WHAT YOU SHOULD DO =>
Search the data for the word "HashMap" and copy every line that contains it.

AVAILABLE RECORDS =>
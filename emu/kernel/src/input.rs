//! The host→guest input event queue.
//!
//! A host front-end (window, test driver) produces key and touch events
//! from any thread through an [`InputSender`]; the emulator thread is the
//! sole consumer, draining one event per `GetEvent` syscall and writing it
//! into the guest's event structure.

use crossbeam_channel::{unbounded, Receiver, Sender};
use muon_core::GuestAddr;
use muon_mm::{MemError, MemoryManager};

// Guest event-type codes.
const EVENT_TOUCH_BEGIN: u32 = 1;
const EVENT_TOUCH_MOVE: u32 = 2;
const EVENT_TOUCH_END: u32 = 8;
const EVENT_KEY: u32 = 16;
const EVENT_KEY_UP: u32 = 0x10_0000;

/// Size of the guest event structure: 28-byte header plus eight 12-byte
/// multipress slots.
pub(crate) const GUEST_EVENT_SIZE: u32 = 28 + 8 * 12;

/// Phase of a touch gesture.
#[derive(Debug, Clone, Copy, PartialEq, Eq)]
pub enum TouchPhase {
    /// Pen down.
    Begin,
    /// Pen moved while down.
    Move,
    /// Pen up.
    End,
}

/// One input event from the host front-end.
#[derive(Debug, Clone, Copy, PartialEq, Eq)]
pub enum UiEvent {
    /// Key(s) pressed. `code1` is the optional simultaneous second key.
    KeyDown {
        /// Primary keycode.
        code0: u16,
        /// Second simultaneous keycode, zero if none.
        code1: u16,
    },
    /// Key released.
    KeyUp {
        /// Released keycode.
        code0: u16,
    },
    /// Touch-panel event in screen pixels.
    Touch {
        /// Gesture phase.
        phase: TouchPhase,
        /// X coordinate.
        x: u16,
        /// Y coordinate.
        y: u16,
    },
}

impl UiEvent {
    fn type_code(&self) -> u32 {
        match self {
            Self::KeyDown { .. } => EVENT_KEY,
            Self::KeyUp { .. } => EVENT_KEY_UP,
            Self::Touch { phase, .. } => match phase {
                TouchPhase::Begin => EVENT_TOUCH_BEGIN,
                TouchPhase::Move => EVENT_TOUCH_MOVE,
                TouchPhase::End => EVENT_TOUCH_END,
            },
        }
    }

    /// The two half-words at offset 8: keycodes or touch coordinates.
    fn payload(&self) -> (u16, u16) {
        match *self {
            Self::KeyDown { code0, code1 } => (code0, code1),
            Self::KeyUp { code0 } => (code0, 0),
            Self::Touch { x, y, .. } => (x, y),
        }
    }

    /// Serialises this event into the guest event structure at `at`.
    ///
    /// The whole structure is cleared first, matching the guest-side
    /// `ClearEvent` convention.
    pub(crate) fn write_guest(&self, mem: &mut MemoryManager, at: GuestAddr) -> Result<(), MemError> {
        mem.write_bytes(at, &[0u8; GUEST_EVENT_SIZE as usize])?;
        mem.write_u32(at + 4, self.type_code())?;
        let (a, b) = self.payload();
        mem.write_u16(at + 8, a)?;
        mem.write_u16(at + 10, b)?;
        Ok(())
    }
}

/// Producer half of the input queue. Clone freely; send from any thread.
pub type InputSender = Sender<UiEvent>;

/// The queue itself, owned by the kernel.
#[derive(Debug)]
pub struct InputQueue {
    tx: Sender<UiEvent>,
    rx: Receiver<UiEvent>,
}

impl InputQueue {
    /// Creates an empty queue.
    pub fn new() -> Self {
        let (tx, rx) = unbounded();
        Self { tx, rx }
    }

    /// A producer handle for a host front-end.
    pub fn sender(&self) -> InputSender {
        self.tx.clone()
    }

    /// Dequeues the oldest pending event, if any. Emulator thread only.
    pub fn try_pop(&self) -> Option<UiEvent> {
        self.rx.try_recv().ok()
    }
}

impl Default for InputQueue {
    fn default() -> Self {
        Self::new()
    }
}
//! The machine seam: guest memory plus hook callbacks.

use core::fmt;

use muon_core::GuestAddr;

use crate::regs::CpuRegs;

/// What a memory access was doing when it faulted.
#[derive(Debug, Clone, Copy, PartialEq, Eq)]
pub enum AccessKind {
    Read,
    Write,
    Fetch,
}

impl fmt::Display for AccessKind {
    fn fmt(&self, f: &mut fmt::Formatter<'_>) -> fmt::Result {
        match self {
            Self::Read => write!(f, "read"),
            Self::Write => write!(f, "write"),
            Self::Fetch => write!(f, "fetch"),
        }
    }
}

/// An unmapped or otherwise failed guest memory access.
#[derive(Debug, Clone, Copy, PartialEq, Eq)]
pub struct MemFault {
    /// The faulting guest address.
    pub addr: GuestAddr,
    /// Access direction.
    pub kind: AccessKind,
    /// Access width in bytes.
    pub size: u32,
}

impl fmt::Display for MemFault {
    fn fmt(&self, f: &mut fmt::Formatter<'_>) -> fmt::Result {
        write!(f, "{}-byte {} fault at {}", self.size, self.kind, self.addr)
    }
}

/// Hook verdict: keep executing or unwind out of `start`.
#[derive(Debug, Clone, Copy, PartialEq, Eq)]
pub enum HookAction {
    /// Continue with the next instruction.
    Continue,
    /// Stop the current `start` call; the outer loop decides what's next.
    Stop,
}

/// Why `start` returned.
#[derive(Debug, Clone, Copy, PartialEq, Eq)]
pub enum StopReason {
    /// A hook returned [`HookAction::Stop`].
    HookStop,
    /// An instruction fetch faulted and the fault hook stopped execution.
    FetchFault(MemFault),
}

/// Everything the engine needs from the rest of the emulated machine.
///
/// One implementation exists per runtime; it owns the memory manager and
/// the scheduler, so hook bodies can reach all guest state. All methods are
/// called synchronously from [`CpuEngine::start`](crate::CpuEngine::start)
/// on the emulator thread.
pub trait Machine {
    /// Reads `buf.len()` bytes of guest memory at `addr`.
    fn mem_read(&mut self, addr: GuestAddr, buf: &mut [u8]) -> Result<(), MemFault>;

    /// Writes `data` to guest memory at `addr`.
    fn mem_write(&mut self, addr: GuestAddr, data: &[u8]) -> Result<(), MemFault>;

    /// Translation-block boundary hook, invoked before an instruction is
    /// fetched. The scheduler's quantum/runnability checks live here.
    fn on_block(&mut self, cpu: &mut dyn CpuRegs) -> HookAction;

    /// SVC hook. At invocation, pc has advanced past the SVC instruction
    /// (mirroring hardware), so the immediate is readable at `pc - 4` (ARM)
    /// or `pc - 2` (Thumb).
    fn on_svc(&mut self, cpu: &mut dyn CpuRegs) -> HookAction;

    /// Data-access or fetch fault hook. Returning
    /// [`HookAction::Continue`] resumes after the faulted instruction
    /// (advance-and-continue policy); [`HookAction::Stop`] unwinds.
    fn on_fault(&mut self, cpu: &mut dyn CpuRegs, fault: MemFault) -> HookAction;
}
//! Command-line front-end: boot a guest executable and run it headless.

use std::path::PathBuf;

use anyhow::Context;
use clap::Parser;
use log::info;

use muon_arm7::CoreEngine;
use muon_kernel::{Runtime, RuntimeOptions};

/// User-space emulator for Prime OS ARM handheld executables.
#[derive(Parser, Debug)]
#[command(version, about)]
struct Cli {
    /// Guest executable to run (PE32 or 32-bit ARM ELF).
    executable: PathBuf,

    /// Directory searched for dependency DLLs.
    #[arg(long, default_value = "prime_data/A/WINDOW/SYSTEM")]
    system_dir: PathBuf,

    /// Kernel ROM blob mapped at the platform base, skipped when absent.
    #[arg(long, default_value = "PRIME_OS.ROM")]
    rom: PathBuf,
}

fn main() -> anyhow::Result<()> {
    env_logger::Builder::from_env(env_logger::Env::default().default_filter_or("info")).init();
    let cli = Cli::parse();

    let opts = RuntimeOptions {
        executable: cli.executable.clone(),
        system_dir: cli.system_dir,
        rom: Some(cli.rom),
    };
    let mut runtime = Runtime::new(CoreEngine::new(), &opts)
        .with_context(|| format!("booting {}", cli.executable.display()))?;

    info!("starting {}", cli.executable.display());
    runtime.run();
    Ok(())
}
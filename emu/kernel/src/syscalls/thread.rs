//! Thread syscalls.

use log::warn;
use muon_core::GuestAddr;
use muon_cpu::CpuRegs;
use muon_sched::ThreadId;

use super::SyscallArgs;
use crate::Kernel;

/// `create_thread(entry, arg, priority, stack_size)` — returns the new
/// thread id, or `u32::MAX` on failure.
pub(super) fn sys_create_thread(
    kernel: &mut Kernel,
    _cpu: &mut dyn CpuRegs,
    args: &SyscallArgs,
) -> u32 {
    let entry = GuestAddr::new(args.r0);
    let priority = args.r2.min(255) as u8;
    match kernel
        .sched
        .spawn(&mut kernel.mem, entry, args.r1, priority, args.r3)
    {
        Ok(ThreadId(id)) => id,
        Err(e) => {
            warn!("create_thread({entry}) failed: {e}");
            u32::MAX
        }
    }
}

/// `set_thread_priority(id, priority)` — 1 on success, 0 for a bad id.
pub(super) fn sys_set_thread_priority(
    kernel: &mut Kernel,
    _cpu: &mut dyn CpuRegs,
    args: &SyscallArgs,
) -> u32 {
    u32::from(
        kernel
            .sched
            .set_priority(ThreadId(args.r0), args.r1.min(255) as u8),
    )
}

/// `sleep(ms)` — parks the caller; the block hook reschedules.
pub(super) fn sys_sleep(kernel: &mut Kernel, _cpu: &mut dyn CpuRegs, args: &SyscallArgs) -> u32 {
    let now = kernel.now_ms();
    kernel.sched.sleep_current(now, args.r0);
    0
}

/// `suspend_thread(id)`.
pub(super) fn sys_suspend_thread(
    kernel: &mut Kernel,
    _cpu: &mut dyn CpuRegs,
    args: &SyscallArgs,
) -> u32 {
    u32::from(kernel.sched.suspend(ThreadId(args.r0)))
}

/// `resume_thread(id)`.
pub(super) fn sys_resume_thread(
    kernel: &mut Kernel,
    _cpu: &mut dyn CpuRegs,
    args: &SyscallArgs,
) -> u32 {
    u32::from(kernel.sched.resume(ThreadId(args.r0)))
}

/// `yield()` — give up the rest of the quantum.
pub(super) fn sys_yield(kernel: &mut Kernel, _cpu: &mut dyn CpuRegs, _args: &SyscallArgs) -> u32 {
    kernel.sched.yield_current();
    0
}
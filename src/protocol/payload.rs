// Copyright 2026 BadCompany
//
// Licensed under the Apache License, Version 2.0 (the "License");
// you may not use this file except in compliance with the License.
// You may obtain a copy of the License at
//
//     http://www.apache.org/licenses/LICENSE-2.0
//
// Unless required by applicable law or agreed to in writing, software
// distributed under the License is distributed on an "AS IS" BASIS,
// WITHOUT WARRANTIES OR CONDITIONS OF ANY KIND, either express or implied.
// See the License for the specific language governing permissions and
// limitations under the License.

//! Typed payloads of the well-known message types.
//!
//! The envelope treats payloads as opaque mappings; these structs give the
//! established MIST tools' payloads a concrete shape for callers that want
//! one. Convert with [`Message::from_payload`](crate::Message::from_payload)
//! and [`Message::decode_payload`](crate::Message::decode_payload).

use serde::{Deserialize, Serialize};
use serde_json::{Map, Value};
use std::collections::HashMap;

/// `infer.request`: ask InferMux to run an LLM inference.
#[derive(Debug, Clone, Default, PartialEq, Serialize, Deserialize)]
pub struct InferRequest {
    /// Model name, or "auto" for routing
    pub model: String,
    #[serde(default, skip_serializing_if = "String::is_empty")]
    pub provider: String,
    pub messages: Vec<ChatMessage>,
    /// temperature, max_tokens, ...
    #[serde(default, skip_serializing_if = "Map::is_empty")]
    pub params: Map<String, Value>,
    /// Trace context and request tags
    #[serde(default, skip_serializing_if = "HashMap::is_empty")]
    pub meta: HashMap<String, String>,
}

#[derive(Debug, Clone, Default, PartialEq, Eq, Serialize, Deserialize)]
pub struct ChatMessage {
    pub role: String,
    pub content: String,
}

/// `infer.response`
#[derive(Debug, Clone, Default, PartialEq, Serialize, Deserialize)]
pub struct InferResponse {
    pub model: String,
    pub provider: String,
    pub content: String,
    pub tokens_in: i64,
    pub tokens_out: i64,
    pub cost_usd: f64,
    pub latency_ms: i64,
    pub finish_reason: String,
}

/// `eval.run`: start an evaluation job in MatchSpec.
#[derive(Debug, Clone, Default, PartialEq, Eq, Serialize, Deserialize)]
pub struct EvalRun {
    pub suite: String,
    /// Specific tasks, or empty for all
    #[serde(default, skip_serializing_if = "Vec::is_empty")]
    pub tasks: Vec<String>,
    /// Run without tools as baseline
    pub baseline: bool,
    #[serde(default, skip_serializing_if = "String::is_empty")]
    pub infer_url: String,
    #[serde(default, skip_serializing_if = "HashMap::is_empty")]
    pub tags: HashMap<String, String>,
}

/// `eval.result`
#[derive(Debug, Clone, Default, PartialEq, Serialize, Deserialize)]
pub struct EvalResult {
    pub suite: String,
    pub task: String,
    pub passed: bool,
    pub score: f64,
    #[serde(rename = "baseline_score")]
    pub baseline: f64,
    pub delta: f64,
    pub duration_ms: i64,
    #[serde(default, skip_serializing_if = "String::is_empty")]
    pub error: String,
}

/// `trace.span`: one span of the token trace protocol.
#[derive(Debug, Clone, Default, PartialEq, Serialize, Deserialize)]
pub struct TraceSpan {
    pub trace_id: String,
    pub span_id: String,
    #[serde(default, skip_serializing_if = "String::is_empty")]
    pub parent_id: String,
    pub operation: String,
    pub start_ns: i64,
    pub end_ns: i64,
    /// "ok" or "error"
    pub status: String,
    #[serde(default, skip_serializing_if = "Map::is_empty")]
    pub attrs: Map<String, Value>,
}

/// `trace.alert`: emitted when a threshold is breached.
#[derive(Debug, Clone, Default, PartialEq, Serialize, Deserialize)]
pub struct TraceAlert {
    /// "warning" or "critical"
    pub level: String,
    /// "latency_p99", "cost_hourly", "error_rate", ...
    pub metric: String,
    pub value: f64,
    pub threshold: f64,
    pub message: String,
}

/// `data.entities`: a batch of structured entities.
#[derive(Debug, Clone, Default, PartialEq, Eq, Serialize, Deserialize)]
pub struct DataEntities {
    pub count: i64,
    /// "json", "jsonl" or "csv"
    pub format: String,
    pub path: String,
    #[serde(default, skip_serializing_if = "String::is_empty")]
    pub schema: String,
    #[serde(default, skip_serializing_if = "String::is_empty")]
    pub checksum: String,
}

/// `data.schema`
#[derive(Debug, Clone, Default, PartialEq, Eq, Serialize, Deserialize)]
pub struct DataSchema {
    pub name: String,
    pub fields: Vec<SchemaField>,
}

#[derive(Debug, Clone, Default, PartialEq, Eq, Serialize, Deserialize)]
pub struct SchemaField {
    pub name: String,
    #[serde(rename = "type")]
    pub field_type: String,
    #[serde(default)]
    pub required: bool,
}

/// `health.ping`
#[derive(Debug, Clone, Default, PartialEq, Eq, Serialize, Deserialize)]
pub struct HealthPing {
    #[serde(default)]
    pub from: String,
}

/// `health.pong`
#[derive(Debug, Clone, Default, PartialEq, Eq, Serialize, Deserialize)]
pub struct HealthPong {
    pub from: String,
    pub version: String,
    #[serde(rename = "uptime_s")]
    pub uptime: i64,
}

PROBLEM SOLUTION =>
use std::collections::HashMap;
    #[serde(default, skip_serializing_if = "HashMap::is_empty")]
    pub meta: HashMap<String, String>,
    #[serde(default, skip_serializing_if = "HashMap::is_empty")]
    pub tags: HashMap<String, String>,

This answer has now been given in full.